- What is being asked -
Pull out every line with the word "actions" from the entries below.

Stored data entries
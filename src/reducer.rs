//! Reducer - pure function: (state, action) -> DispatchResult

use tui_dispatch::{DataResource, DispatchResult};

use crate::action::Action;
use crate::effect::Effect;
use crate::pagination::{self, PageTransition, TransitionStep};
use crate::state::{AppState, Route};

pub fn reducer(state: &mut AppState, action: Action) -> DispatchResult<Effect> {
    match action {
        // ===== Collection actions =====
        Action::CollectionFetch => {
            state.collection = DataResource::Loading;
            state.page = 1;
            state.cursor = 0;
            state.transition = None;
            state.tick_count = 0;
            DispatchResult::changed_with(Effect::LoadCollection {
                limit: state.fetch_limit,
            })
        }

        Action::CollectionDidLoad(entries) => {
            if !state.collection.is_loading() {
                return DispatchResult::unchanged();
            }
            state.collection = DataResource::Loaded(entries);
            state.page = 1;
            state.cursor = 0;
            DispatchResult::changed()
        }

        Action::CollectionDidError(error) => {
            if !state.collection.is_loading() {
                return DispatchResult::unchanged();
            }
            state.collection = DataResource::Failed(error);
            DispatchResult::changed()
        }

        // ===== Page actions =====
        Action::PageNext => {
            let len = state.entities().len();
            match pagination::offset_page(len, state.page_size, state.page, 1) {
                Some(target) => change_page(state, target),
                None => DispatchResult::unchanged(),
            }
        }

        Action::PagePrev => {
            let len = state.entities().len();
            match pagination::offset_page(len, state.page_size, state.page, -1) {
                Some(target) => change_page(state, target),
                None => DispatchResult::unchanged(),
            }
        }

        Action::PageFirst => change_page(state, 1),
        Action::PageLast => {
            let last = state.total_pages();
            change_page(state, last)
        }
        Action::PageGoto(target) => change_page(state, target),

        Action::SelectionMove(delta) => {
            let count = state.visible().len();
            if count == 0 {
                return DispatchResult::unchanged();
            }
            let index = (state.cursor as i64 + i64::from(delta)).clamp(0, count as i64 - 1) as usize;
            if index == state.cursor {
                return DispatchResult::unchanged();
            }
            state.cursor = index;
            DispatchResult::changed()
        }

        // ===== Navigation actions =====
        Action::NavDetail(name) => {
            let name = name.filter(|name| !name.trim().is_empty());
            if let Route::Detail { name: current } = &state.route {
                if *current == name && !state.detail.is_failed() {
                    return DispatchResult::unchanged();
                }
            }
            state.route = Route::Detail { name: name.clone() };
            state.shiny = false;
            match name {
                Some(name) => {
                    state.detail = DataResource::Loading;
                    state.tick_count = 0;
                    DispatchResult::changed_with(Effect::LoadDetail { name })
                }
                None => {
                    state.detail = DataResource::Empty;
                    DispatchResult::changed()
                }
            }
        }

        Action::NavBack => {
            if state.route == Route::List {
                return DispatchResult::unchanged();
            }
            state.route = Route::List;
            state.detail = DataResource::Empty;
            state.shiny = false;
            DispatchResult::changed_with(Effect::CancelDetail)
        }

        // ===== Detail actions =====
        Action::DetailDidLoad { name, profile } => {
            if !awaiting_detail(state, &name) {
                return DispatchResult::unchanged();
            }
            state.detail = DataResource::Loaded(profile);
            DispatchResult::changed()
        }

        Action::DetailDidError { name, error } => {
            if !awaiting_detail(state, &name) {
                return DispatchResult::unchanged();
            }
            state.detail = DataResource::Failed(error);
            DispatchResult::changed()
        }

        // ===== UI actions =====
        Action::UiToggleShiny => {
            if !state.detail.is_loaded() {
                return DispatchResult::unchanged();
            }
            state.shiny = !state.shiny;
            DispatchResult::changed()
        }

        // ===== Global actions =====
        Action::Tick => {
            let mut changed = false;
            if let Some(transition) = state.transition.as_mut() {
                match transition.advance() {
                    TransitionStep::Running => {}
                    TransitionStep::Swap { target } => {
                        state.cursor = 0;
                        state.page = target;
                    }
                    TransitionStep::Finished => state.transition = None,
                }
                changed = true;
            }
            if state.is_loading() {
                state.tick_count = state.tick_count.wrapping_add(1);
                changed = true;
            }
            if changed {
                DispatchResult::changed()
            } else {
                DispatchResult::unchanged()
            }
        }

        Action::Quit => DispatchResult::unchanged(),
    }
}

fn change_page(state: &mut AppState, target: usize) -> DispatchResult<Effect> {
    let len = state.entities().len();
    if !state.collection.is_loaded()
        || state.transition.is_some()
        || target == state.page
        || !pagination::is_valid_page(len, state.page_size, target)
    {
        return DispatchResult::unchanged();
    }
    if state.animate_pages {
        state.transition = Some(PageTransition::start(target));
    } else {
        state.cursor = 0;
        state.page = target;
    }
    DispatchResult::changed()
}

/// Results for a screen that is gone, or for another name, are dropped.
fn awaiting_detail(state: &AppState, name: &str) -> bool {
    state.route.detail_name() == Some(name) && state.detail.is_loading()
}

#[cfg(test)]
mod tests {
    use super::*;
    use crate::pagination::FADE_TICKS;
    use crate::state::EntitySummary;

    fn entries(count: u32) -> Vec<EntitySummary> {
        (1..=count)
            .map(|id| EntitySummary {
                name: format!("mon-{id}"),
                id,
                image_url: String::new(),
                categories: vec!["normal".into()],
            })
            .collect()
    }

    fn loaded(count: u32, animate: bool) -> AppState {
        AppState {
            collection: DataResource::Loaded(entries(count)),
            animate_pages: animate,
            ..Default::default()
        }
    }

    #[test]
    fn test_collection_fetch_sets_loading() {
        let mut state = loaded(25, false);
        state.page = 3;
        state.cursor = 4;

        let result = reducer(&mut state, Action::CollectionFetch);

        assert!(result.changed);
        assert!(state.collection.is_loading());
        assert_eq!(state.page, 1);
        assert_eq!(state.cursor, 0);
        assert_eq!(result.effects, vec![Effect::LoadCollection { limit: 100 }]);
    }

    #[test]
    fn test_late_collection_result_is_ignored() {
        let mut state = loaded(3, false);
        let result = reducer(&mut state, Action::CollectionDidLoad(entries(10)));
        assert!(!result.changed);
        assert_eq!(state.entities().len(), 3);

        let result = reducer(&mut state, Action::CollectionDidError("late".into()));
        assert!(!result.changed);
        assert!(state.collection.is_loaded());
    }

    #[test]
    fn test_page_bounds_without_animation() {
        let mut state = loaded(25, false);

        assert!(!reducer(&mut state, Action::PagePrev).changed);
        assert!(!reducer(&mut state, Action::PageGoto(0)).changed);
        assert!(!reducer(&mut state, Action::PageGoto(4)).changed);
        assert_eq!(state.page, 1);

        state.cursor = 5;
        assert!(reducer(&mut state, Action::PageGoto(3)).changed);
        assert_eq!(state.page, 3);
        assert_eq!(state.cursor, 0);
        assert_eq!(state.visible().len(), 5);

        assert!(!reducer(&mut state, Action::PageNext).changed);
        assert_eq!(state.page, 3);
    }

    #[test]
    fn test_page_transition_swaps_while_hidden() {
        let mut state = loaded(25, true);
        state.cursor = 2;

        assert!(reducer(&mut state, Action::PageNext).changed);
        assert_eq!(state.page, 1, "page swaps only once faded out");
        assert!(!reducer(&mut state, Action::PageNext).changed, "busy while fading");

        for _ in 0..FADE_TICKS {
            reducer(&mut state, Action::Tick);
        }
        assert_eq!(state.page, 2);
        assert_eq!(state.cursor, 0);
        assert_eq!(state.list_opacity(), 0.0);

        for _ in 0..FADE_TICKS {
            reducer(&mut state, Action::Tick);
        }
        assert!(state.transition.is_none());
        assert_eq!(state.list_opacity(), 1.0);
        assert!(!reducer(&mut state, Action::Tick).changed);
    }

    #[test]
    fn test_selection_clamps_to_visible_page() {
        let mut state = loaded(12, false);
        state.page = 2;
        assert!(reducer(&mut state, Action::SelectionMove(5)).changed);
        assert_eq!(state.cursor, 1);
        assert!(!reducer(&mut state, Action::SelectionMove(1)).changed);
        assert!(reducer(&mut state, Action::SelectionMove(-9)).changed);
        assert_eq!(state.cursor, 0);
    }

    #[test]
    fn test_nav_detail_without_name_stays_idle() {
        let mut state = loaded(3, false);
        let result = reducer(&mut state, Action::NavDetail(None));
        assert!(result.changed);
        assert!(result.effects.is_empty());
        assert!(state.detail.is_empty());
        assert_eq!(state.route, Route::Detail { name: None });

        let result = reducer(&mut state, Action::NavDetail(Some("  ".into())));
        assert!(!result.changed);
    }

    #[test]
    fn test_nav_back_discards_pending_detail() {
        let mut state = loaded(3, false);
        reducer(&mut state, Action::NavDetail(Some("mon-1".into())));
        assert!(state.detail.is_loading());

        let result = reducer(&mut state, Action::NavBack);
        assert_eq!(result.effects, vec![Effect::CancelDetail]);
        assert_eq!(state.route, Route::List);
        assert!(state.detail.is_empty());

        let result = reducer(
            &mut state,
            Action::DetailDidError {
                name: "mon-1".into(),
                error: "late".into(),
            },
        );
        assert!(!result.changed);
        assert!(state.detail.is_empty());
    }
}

- Written answer -
        // ===== Collection actions =====
        // ===== Page actions =====
        // ===== Navigation actions =====
        // ===== Detail actions =====
        // ===== UI actions =====
        // ===== Global actions =====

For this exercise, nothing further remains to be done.